As the two academics say, Trump succeeds by providing a “categorical grid – a definition of groups and intergroup relations that allows many Americans to make sense of their lived experience, to understand their problems, and to entertain the hope of being able to deal with them”. In short, when one looks at things from the perspective of his supporters, Trump’s view of the world makes sense to them and speaks to them.
They go on to explain that “he establishes himself as a champion and as a voice for people who otherwise feel unchampioned and voiceless”. In this context, even Trump’s so-called ‘gaffes’, the things that were thought should undermine him according to the ordinary norms of politics, actually increase his appeal. So Trump’s crudity, his incivility, even his mistreatment of women, establish him as an ordinary guy, warts and all, unlike smooth, polished and dishonest political operators. With Trump ‘what you see is what you get’.
Reicher and Haslam continue: “Ironically too, in a politics controlled by wealth and privilege, his wealth frees him of the charge that he is in hock to the money men. What is more, Trump’s successes must be seen in the light of the failure of others. Most particularly, his rivals have not succeeded in providing an alternative grid based on alternative categories to make sense of what many Americans are experiencing. They have not elaborated an alternative politics and an alternative set of solutions. In that context, Trump has had a relatively free run.”
They argue that, like the shock result of the Brexit referendum, those who woke up to a Trump victory this week will ask: “what we and our leaders might — and should — have done to present a more inclusive narrative of ‘us’ that deals with the real problems people face, to embody that ‘us’ in all we say and do, and to develop a politics that provides solutions to those problems.”
Notes to news editors
‘The politics of hope: Donald Trump as an entrepreneur of identity’ by Stephen Reicher and S Alexander Haslam will be published in The myth of rational politics: Understanding the allure of Trumpism, Edited by M Fitzduff.

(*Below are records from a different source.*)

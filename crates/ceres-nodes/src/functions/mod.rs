//! Custom function nodes

mod function_input;
mod function_output;
mod invoke_function;

pub use function_input::FunctionInputNode;
pub use function_output::FunctionOutputNode;
pub use invoke_function::InvokeFunctionNode;
//! Sequence Node
//!
//! Runs several control chains one after another.

use async_trait::async_trait;
use ceres_graph::{
    deserialize_node, DescribeNode, ExecutionContext, Node, NodeCategory, NodeDescriptor,
    NodeRegistration, PortDescriptor, Result, TypeIdentity,
};
use serde::{Deserialize, Serialize};

/// Sequence Node
///
/// Forwards into every linked `then[i]` slot in index order, awaiting each
/// chain to completion before starting the next. Terminal afterwards.
#[derive(Debug, Clone, Default, Serialize, Deserialize)]
pub struct SequenceNode {}

impl SequenceNode {
    pub const PORT_THEN: &'static str = "then";
}

impl DescribeNode for SequenceNode {
    fn descriptor() -> NodeDescriptor {
        NodeDescriptor::forward(
            TypeIdentity::new("Ceres.Flow", "Sequence"),
            "Sequence",
            NodeCategory::Flow,
        )
        .with_description("Runs each 'then' chain to completion, in order")
        .with_port(PortDescriptor::control_output(Self::PORT_THEN).array())
    }
}

inventory::submit!(NodeRegistration {
    descriptor: SequenceNode::descriptor,
    factory: deserialize_node::<SequenceNode>,
});

#[async_trait]
impl Node for SequenceNode {
    async fn execute(&self, cx: &mut ExecutionContext<'_>) -> Result<()> {
        let count = cx.port_len(Self::PORT_THEN);
        for index in 0..count {
            cx.forward_port(Self::PORT_THEN, index).await?;
        }
        Ok(())
    }
}
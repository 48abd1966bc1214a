// Copyright (C) 2017 Jesse Jones
//
// This program is free software; you can redistribute it and/or modify
// it under the terms of the GNU General Public License as published by
// the Free Software Foundation; either version 3, or (at your option)
// any later version.
//
// This program is distributed in the hope that it will be useful,
// but WITHOUT ANY WARRANTY; without even the implied warranty of
// MERCHANTABILITY or FITNESS FOR A PARTICULAR PURPOSE.  See the
// GNU General Public License for more details.
//
// You should have received a copy of the GNU General Public License
// along with this program; if not, write to the Free Software Foundation,
// Inc., 51 Franklin Street, Fifth Floor, Boston, MA 02110-1301, USA.

//! The value store contract (§6.1) and a minimal in-memory reference
//! adapter used by this crate's own tests.
//!
//! The production value store — persistence, cross-process fan-out, wire
//! transport — is out of scope here. Callers bring their own
//! implementation of [`ValueStore`]; [`InMemoryValueStore`] exists only so
//! the rest of this crate (and its test suite) has something concrete to
//! drive against.

use std::collections::HashMap;
use std::sync::Arc;

use parking_lot::Mutex;

use crate::value::Value;

/// Notified whenever a value is published on a topic the receiver is
/// registered against.
pub trait Receiver: Send + Sync
{
	fn on_value(&self, topic: &str, value: &Value);
}

/// The external interface every value store implementation must provide.
///
/// Notifications may be delivered synchronously on the publisher's thread
/// or asynchronously; callers must tolerate either.
pub trait ValueStore: Send + Sync
{
	fn set_value(&self, topic: &str, value: Value);
	fn get_value(&self, topic: &str) -> Option<Value>;
	fn has_value(&self, topic: &str) -> bool;
	fn add_receiver(&self, topic: &str, receiver: Arc<dyn Receiver>);
	fn remove_receiver(&self, topic: &str, receiver: &Arc<dyn Receiver>);
	fn get_type_info(&self, topic: &str) -> Option<&'static str>;
}

/// Fetches and downcasts a topic's current value in one step.
pub fn get_value_as<T: std::any::Any + Clone>(store: &dyn ValueStore, topic: &str) -> Option<T>
{
	store.get_value(topic)?.downcast_ref::<T>().cloned()
}

#[derive(Default)]
struct Slot
{
	value: Option<Value>,
	receivers: Vec<Arc<dyn Receiver>>,
}

/// A minimal, process-local implementation of [`ValueStore`] holding the
/// latest value per topic behind a single lock. Notifications are
/// delivered synchronously, with the lock released before each receiver
/// is invoked so that a receiver may itself publish without deadlocking.
pub struct InMemoryValueStore
{
	slots: Mutex<HashMap<String, Slot>>,
}

impl InMemoryValueStore
{
	pub fn new() -> Self
	{
		InMemoryValueStore {
			slots: Mutex::new(HashMap::new()),
		}
	}
}

impl Default for InMemoryValueStore
{
	fn default() -> Self
	{
		Self::new()
	}
}

impl ValueStore for InMemoryValueStore
{
	fn set_value(&self, topic: &str, value: Value)
	{
		let receivers = {
			let mut slots = self.slots.lock();
			let slot = slots.entry(topic.to_string()).or_default();
			slot.value = Some(value.clone());
			slot.receivers.clone()
		};
		for receiver in receivers {
			receiver.on_value(topic, &value);
		}
	}

	fn get_value(&self, topic: &str) -> Option<Value>
	{
		self.slots.lock().get(topic).and_then(|s| s.value.clone())
	}

	fn has_value(&self, topic: &str) -> bool
	{
		self.slots
			.lock()
			.get(topic)
			.map(|s| s.value.is_some())
			.unwrap_or(false)
	}

	fn add_receiver(&self, topic: &str, receiver: Arc<dyn Receiver>)
	{
		self.slots
			.lock()
			.entry(topic.to_string())
			.or_default()
			.receivers
			.push(receiver);
	}

	fn remove_receiver(&self, topic: &str, receiver: &Arc<dyn Receiver>)
	{
		if let Some(slot) = self.slots.lock().get_mut(topic) {
			slot.receivers.retain(|r| !Arc::ptr_eq(r, receiver));
		}
	}

	fn get_type_info(&self, topic: &str) -> Option<&'static str>
	{
		self.slots
			.lock()
			.get(topic)
			.and_then(|s| s.value.as_ref())
			.map(|v| v.type_name())
	}
}

#[cfg(test)]
mod tests
{
	use super::*;
	use std::sync::atomic::{AtomicUsize, Ordering};

	struct CountingReceiver
	{
		count: AtomicUsize,
	}

	impl Receiver for CountingReceiver
	{
		fn on_value(&self, _topic: &str, _value: &Value)
		{
			self.count.fetch_add(1, Ordering::SeqCst);
		}
	}

	#[test]
	fn missing_key_has_no_value()
	{
		let store = InMemoryValueStore::new();
		assert!(!store.has_value("tick"));
		assert!(store.get_value("tick").is_none());
	}

	#[test]
	fn has_value_after_set()
	{
		let store = InMemoryValueStore::new();
		store.set_value("tick", Value::new(1i32, 1));
		assert!(store.has_value("tick"));
		assert_eq!(get_value_as::<i32>(&store, "tick"), Some(1));
	}

	#[test]
	fn erase_before_write_never_delivers()
	{
		let store = InMemoryValueStore::new();
		let receiver = Arc::new(CountingReceiver {
			count: AtomicUsize::new(0),
		});
		store.add_receiver("tick", receiver.clone());
		store.remove_receiver("tick", &(receiver.clone() as Arc<dyn Receiver>));
		store.set_value("tick", Value::new(1i32, 1));
		assert_eq!(receiver.count.load(Ordering::SeqCst), 0);
	}

	#[test]
	fn changing_value_notifies_each_time()
	{
		let store = InMemoryValueStore::new();
		let receiver = Arc::new(CountingReceiver {
			count: AtomicUsize::new(0),
		});
		store.add_receiver("tick", receiver.clone() as Arc<dyn Receiver>);
		store.set_value("tick", Value::new(1i32, 1));
		store.set_value("tick", Value::new(2i32, 2));
		assert_eq!(receiver.count.load(Ordering::SeqCst), 2);
	}
}
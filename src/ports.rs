// Copyright (C) 2017 Jesse Jones
//
// This program is free software; you can redistribute it and/or modify
// it under the terms of the GNU General Public License as published by
// the Free Software Foundation; either version 3, or (at your option)
// any later version.
//
// This program is distributed in the hope that it will be useful,
// but WITHOUT ANY WARRANTY; without even the implied warranty of
// MERCHANTABILITY or FITNESS FOR A PARTICULAR PURPOSE.  See the
// GNU General Public License for more details.
//
// You should have received a copy of the GNU General Public License
// along with this program; if not, write to the Free Software Foundation,
// Inc., 51 Franklin Street, Fifth Floor, Boston, MA 02110-1301, USA.

//! Delivery channels for connected ports: the runtime counterpart to the
//! static [`crate::port::Port`] description.
//!
//! A connected Sender port is a thin handle back into the manager that
//! publishes to the store under the port's mapped topic. A connected
//! Receiver port is backed by a bounded or unbounded queue fed by a
//! [`crate::store::Receiver`] registered on the store; queued receivers
//! apply the port's `maxQueueLength`/`blocking` policy, unqueued receivers
//! keep only the most recent value.

use std::collections::VecDeque;
use std::sync::Arc;
use std::time::Duration;

use parking_lot::{Condvar, Mutex};

use crate::error::{McfError, Result};
use crate::manager::ComponentManager;
use crate::store::Receiver;
use crate::value::Value;

/// Handle a component uses to publish on one of its connected Sender
/// ports. Re-validates the owning component and the port's connection
/// state on every send.
pub struct PortSender
{
	pub(crate) manager: Arc<ComponentManager>,
	pub(crate) component_id: u64,
	pub(crate) name: String,
}

impl PortSender
{
	/// Publishes `value` to the port's mapped topic. A no-op (not an
	/// error) if the port is not currently connected, matching the
	/// invariant that a disconnected port simply drops writes.
	pub fn send(&self, value: Value) -> Result<()>
	{
		self.manager.publish_on_port(self.component_id, &self.name, value)
	}

	pub fn name(&self) -> &str
	{
		&self.name
	}
}

struct QueueState
{
	buffer: VecDeque<Value>,
	max_len: Option<usize>,
	blocking: bool,
}

impl Receiver for PortQueue
{
	fn on_value(&self, _topic: &str, value: &Value)
	{
		let mut state = self.state.lock();
		if let Some(max_len) = state.max_len {
			if state.buffer.len() >= max_len {
				if state.blocking {
					// A blocking queued receiver backs up the publisher's
					// thread rather than dropping data; since publication
					// here is synchronous on the caller's own thread we
					// wait for room rather than spin.
					while state.buffer.len() >= max_len {
						self.not_full.wait_for(&mut state, Duration::from_millis(50));
					}
				} else {
					state.buffer.pop_front();
				}
			}
		} else if state.buffer.len() >= UNQUEUED_CAPACITY {
			state.buffer.pop_front();
		}
		state.buffer.push_back(value.clone());
		self.not_empty.notify_all();
	}
}

/// An unqueued receiver keeps only the single latest value: the store
/// already holds it, so this capacity just bounds the small backlog that
/// can build up between deliveries and the component actually polling.
const UNQUEUED_CAPACITY: usize = 1;

/// The store-side receiver object for one connected Receiver port, shared
/// between the value store (which pushes) and the component (which pops
/// through a [`PortReceiver`] handle).
pub struct PortQueue
{
	state: Mutex<QueueState>,
	not_empty: Condvar,
	not_full: Condvar,
}

impl PortQueue
{
	pub fn new(max_len: Option<usize>, blocking: bool) -> Arc<Self>
	{
		Arc::new(PortQueue {
			state: Mutex::new(QueueState {
				buffer: VecDeque::new(),
				max_len,
				blocking,
			}),
			not_empty: Condvar::new(),
			not_full: Condvar::new(),
		})
	}

	fn pop(&self, wait: bool) -> Option<Value>
	{
		let mut state = self.state.lock();
		loop {
			if let Some(v) = state.buffer.pop_front() {
				self.not_full.notify_all();
				return Some(v);
			}
			if !wait {
				return None;
			}
			self.not_empty.wait(&mut state);
		}
	}

	pub fn len(&self) -> usize
	{
		self.state.lock().buffer.len()
	}

	pub fn is_empty(&self) -> bool
	{
		self.len() == 0
	}
}

/// Handle a component uses to read values delivered to one of its
/// connected, queued Receiver ports.
pub struct PortReceiver
{
	pub(crate) queue: Arc<PortQueue>,
	pub(crate) name: String,
}

impl PortReceiver
{
	pub fn try_recv(&self) -> Option<Value>
	{
		self.queue.pop(false)
	}

	/// Blocks until a value is available.
	pub fn recv(&self) -> Value
	{
		self.queue
			.pop(true)
			.expect("pop(true) only returns None when told not to wait")
	}

	pub fn len(&self) -> usize
	{
		self.queue.len()
	}

	pub fn is_empty(&self) -> bool
	{
		self.queue.is_empty()
	}

	pub fn name(&self) -> &str
	{
		&self.name
	}
}

pub(crate) fn invalid_port(component: &str, port: &str) -> McfError
{
	McfError::UnknownPort {
		component: component.to_string(),
		port: port.to_string(),
	}
}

Stephen Reicher is Wardlaw professor of psychology at the University of St Andrews, a Fellow of the British Academy, the Royal Society of Edinburgh, and the Academy of Social Sciences. He has been studying issues of social identity and collective behaviour for nearly 40 years, including crowd behaviour, nationalism, leadership, tyranny, intergroup hatred and, latterly, obedience and resistance.
S Alexander Haslam is Professor of Psychology and Australian Laureate Fellow at the University of Queensland. He is a fellow of the Canadian Institute for Advanced Research and of the Association for Psychological Science. His research focuses on the study of group and identity processes in social, organizational and clinical contexts, and he has published over 200 peer-reviewed papers on these topics.